Serves: Makes 4 Servings
- 5 medium carrots, peeled and sliced into ½" thick rounds
- 1-½ tablespoons maple syrup
- 1 tablespoon butter
- 2 tablespoons water
- 1 teaspoon salt
- ½ cup pecan pieces
- 1 tablespoon mint leaves, cut into thin ribbons
Procedures:Celebrated by chefs from Heston Blumenthal to Thomas Keller, cooking sous vide calls for slowly heating vacuum-sealed food in water at low temperatures, locking in natural juices and flavors lost with other methods.
The color and flavor of cooking vegetables using sous-vide technology is unparalleled to standard cooking methods. Sous vide cooking allows us to cook at a temperature a bit below the boiling point of water, so there is less risk of under/overcooking your vegetables. Furthermore, sealing the vegetables before cooking in a water bath helps retain the natural plant sugars which would otherwise be diluted into a large volume of cooking water. That means brighter color and fuller flavor every time.
This recipe was tested with the Sansaire immersion water circulator. Sous-vide cooking times may vary based on the device being used. Please consult your device’s owner’s manual for proper food-handling and safety procedures.
Discover more about sous vide cooking with the Sansaire: Click here »
Preheat oven to 350°F. Line a baking sheet with parchment paper and arrange pecan pieces in a single layer. Toast in oven for 5 minutes or until fragrant. Remove from oven and allow to cool.

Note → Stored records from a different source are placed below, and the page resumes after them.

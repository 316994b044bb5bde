//! Tests for the session module.
//!
//! Tests are organized into categories:
//! - `machine`: Pure `Session` transitions and no-op rules
//! - `properties`: Exhaustive operation sequences against the invariants
//! - `controller_lifecycle`: Timer-driven transitions under paused time
//! - `controller_intents`: Intents in every status, stale timers
//! - `subscriber`: Broadcast channel and notifications

mod controller_lifecycle;
mod machine;
mod subscriber;

use super::SessionController;
use crate::SessionTimings;
use std::time::Duration;

/// Controller with the default 3 s / 3 s / 1 s timings.
pub(super) fn default_controller() -> SessionController {
    SessionController::new(SessionTimings::default())
}

/// Advance paused time by `millis` and let woken tasks run.
pub(super) async fn advance_ms(millis: u64) {
    tokio::time::sleep(Duration::from_millis(millis)).await;
}
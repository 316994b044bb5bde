//! Error types for the records-api crate.

use thiserror::Error;

/// Errors that can occur when fetching records from the remote API.
///
/// Every variant names the resource that was being fetched so the message can
/// be shown to the user as-is.
#[derive(Debug, Error)]
pub enum ApiError {
    /// The request never produced a response (DNS, connect, TLS, timeout).
    #[error("Failed to fetch {resource}: {message}")]
    Network {
        /// Resource being fetched (e.g. "users").
        resource: String,
        /// Transport error description.
        message: String,
    },

    /// The server answered 404.
    #[error("Failed to fetch {resource}: 404")]
    NotFound {
        /// Resource being fetched.
        resource: String,
    },

    /// The server answered with a 5xx status.
    #[error("Failed to fetch {resource}: {status}")]
    Server {
        /// Resource being fetched.
        resource: String,
        /// HTTP status code.
        status: u16,
    },

    /// The server answered with any other non-success status.
    #[error("Failed to fetch {resource}: {status}")]
    Unexpected {
        /// Resource being fetched.
        resource: String,
        /// HTTP status code.
        status: u16,
    },

    /// The body was not the JSON shape we expected.
    #[error("Failed to parse {resource}: {message}")]
    Parse {
        /// Resource being fetched.
        resource: String,
        /// Decoder error description.
        message: String,
    },
}

impl ApiError {
    /// HTTP status code carried by this error, if the server responded.
    pub fn status(&self) -> Option<u16> {
        match self {
            ApiError::NotFound { .. } => Some(404),
            ApiError::Server { status, .. } | ApiError::Unexpected { status, .. } => Some(*status),
            ApiError::Network { .. } | ApiError::Parse { .. } => None,
        }
    }
}
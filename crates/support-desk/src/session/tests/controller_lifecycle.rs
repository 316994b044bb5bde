//! Timer-driven lifecycle tests for SessionController.
//!
//! All tests run with paused time; sleeping advances the clock instantly once
//! every other task is idle.

use super::{advance_ms, default_controller};
use crate::session::SessionController;
use crate::{CallStatus, SessionSnapshot, SessionTimings};
use std::time::Duration;

#[tokio::test(start_paused = true)]
async fn test_new_controller_is_idle() {
    let controller = default_controller();
    assert_eq!(controller.snapshot().await, SessionSnapshot::default());
    assert!(controller.history().await.is_empty());
}

#[tokio::test(start_paused = true)]
async fn test_start_rings_then_connects_after_three_seconds() {
    let controller = default_controller();
    assert!(controller.start_session().await);

    let snapshot = controller.snapshot().await;
    assert_eq!(snapshot.status, CallStatus::Ringing);
    assert_eq!(snapshot.elapsed_seconds, 0);

    advance_ms(2_900).await;
    assert_eq!(controller.snapshot().await.status, CallStatus::Ringing);

    advance_ms(200).await;
    let snapshot = controller.snapshot().await;
    assert_eq!(snapshot.status, CallStatus::Connected);
    assert_eq!(snapshot.elapsed_seconds, 0);
}

#[tokio::test(start_paused = true)]
async fn test_elapsed_counts_once_per_second_while_connected() {
    let controller = default_controller();
    controller.start_session().await;

    // Connected at 3 s; ticks at 4, 5, 6, 7, 8.
    advance_ms(8_500).await;
    let snapshot = controller.snapshot().await;
    assert_eq!(snapshot.status, CallStatus::Connected);
    assert_eq!(snapshot.elapsed_seconds, 5);
}

#[tokio::test(start_paused = true)]
async fn test_end_freezes_elapsed_then_returns_to_idle() {
    let controller = default_controller();
    controller.start_session().await;
    advance_ms(8_500).await;

    assert!(controller.end_session().await);
    let snapshot = controller.snapshot().await;
    assert_eq!(snapshot.status, CallStatus::Ended);
    assert_eq!(snapshot.elapsed_seconds, 5);

    advance_ms(2_000).await;
    let snapshot = controller.snapshot().await;
    assert_eq!(snapshot.status, CallStatus::Ended);
    assert_eq!(snapshot.elapsed_seconds, 5, "no ticks after hangup");

    advance_ms(1_100).await;
    assert_eq!(controller.snapshot().await, SessionSnapshot::default());
}

#[tokio::test(start_paused = true)]
async fn test_end_while_ringing_never_connects() {
    let controller = default_controller();
    controller.start_session().await;
    advance_ms(1_000).await;

    assert!(controller.end_session().await);
    assert_eq!(controller.snapshot().await.status, CallStatus::Ended);

    // Past the original pickup time.
    advance_ms(2_500).await;
    let snapshot = controller.snapshot().await;
    assert_eq!(snapshot.status, CallStatus::Ended);
    assert_eq!(snapshot.elapsed_seconds, 0);

    advance_ms(1_000).await;
    assert_eq!(controller.snapshot().await.status, CallStatus::Idle);

    let statuses: Vec<CallStatus> = controller.history().await.iter().map(|t| t.to).collect();
    assert_eq!(
        statuses,
        vec![CallStatus::Ringing, CallStatus::Ended, CallStatus::Idle]
    );
}

#[tokio::test(start_paused = true)]
async fn test_reset_restores_media_defaults() {
    let controller = default_controller();
    controller.start_session().await;
    advance_ms(3_100).await;

    assert!(controller.toggle_mute().await);
    assert!(controller.toggle_video().await);
    controller.end_session().await;

    let snapshot = controller.snapshot().await;
    assert!(snapshot.muted);
    assert!(!snapshot.video_enabled);

    advance_ms(3_100).await;
    let snapshot = controller.snapshot().await;
    assert!(!snapshot.muted);
    assert!(snapshot.video_enabled);
}

#[tokio::test(start_paused = true)]
async fn test_second_call_starts_from_zero() {
    let controller = default_controller();
    controller.start_session().await;
    advance_ms(6_500).await;
    controller.end_session().await;
    advance_ms(3_100).await;

    assert!(controller.start_session().await);
    advance_ms(4_500).await;
    let snapshot = controller.snapshot().await;
    assert_eq!(snapshot.status, CallStatus::Connected);
    assert_eq!(snapshot.elapsed_seconds, 1);
}

#[tokio::test(start_paused = true)]
async fn test_custom_timings_are_honoured() {
    let controller = SessionController::new(SessionTimings {
        ring_delay: Duration::from_millis(500),
        end_delay: Duration::from_millis(250),
        tick_interval: Duration::from_millis(100),
    });
    controller.start_session().await;

    advance_ms(550).await;
    assert_eq!(controller.snapshot().await.status, CallStatus::Connected);

    advance_ms(1_000).await;
    assert_eq!(controller.snapshot().await.elapsed_seconds, 10);

    controller.end_session().await;
    advance_ms(300).await;
    assert_eq!(controller.snapshot().await.status, CallStatus::Idle);
}

#[tokio::test(start_paused = true)]
async fn test_zero_tick_interval_does_not_panic() {
    let controller = SessionController::new(SessionTimings {
        tick_interval: Duration::ZERO,
        ..SessionTimings::default()
    });
    controller.start_session().await;
    advance_ms(3_010).await;
    let snapshot = controller.snapshot().await;
    assert_eq!(snapshot.status, CallStatus::Connected);
    assert!(snapshot.elapsed_seconds > 0);
}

Choose a pot large enough to hold the carrots with plenty of room for the water to circulate. Attach the Sansaire to the side of the pot using the clamp and add water until the level is above the minimum fill line but below the maximum fill line. Remember that the water level will rise when you add your food.
Preheat the water to 185°F. Place carrot rounds in a single layer into a zip lock bag. Add maple syrup, butter, water and salt. With the top of the Ziploc bag open, carefully submerge the bag into the pot, without allowing any water into the bag itself. The pressure of the water circulating around the outside of the bag will push any air out of the bag and form a seal around the meat. Using the side of the water container, carefully seal the bag.
Slowly cook until tender, 35–40 minutes.
Remove bag with tongs and empty contents of bag into a small skillet. Heat on medium-high heat to reduce the liquid by half, tossing carrot rounds to coat. Season with salt and pepper to taste, toss with pecan pieces and mint, and serve immediately.
Note: The bag of carrots can be cooled in an ice bath and held in the refrigerator until ready to finish.